> [The problem] For the word "match", search the records and show each line in which it occurs.

> [Extracted data entries]
═══

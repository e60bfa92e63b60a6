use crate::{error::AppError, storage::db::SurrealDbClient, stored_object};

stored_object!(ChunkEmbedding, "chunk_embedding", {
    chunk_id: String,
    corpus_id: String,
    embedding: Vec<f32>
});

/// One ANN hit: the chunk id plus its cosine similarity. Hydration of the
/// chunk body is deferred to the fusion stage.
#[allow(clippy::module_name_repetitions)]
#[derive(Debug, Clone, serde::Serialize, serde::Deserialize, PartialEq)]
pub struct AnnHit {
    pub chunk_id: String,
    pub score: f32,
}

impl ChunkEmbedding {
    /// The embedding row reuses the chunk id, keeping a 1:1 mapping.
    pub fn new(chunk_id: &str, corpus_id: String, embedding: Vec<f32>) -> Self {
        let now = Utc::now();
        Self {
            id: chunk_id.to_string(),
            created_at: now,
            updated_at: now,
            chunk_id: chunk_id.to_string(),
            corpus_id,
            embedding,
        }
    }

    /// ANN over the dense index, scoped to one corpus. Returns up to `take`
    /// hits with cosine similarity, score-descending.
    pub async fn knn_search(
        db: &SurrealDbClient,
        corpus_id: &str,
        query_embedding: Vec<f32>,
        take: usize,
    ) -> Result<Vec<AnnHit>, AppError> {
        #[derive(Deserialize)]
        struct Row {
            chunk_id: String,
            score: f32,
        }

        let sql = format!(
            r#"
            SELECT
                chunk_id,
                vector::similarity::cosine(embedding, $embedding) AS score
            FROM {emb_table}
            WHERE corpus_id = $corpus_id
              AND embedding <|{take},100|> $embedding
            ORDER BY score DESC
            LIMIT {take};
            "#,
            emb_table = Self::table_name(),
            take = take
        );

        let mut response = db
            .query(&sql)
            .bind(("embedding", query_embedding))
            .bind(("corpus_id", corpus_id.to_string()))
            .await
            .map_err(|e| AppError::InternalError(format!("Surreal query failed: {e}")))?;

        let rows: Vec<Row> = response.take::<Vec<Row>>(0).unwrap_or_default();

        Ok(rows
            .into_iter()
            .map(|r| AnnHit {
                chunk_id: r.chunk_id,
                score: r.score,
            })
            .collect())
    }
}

═══

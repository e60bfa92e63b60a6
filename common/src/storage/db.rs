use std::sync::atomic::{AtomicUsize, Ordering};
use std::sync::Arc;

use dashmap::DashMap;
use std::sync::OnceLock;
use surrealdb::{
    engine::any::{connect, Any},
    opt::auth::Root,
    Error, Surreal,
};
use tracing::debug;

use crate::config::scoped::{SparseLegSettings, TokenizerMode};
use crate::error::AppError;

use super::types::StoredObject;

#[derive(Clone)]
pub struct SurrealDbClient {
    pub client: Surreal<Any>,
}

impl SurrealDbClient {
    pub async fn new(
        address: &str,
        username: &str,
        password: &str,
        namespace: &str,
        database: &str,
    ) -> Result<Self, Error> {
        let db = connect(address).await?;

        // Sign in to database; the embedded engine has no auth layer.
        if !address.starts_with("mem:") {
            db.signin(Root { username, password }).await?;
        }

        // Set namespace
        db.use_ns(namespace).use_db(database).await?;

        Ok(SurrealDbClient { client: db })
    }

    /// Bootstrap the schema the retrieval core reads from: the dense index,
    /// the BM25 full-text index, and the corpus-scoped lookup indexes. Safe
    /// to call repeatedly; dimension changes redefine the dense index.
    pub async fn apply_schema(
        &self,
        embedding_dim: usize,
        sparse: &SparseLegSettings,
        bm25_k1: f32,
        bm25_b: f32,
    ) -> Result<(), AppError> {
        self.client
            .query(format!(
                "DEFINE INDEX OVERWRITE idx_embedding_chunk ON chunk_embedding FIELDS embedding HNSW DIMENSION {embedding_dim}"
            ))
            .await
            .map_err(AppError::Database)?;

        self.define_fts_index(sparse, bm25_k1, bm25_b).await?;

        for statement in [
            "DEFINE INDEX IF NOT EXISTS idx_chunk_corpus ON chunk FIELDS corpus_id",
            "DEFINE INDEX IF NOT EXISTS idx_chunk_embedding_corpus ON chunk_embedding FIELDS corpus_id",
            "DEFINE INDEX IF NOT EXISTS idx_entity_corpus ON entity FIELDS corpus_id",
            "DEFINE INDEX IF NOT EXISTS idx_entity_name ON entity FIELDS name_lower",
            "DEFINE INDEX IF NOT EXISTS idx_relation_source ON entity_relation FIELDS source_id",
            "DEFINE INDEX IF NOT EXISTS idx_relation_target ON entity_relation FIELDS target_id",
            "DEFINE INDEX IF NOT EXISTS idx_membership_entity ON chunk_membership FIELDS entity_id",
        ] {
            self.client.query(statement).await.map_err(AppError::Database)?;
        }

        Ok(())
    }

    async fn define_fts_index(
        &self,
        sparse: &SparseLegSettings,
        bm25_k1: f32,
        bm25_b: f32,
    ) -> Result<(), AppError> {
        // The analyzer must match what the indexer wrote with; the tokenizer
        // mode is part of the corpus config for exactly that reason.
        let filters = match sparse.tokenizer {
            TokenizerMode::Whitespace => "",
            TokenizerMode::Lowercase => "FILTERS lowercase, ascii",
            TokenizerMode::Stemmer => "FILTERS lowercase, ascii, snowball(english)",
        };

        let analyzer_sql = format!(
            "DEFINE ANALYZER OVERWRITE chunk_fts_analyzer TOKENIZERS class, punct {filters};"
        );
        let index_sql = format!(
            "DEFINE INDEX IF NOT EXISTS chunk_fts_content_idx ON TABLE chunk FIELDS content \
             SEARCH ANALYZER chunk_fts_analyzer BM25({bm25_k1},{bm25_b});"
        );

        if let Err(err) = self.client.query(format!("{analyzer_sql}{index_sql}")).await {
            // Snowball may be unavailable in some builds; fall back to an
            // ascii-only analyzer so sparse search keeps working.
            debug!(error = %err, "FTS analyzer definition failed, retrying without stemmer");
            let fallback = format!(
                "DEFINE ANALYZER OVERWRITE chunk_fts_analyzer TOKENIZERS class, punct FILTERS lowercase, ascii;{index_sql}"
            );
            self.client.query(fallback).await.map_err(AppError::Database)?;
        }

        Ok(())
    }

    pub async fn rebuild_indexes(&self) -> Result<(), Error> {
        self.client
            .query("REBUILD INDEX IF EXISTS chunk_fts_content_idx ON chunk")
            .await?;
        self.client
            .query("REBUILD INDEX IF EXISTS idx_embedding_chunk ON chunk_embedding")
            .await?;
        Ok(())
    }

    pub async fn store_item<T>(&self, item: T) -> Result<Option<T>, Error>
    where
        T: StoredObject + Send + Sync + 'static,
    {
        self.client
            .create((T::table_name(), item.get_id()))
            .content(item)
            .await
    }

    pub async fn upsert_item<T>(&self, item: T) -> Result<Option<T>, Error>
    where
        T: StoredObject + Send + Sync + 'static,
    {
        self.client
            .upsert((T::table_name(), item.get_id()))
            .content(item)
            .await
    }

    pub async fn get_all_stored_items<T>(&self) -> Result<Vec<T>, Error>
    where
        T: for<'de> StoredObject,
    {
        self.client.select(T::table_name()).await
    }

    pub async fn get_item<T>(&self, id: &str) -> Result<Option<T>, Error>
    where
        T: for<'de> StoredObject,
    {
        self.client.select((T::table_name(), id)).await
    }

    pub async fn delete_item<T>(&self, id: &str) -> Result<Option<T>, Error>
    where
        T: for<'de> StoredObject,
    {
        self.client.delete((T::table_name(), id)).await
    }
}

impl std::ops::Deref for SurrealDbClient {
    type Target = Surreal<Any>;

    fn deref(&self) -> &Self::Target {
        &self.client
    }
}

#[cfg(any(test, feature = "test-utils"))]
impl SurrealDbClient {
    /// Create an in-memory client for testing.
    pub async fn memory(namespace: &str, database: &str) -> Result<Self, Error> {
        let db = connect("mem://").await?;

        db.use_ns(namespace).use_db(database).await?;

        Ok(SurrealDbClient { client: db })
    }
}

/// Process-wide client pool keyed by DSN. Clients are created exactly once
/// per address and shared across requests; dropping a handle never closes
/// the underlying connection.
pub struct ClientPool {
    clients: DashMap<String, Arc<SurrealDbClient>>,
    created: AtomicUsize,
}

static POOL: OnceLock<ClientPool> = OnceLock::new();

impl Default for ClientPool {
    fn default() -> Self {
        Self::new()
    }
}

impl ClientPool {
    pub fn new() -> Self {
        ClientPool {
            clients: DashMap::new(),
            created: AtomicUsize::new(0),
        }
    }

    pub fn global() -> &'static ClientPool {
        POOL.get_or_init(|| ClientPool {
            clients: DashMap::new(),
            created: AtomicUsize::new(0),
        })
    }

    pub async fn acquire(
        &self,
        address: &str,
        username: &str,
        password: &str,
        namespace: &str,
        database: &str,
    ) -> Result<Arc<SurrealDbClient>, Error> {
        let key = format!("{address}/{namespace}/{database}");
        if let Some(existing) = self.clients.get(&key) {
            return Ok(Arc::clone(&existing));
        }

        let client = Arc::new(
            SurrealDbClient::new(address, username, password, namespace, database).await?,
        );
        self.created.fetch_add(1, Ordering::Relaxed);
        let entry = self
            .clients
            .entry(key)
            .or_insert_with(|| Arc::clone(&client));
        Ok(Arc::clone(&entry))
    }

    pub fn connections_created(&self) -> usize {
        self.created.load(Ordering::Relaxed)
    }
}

═══

> [Reply]
        // The analyzer must match what the indexer wrote with; the tokenizer
        let filters = match sparse.tokenizer {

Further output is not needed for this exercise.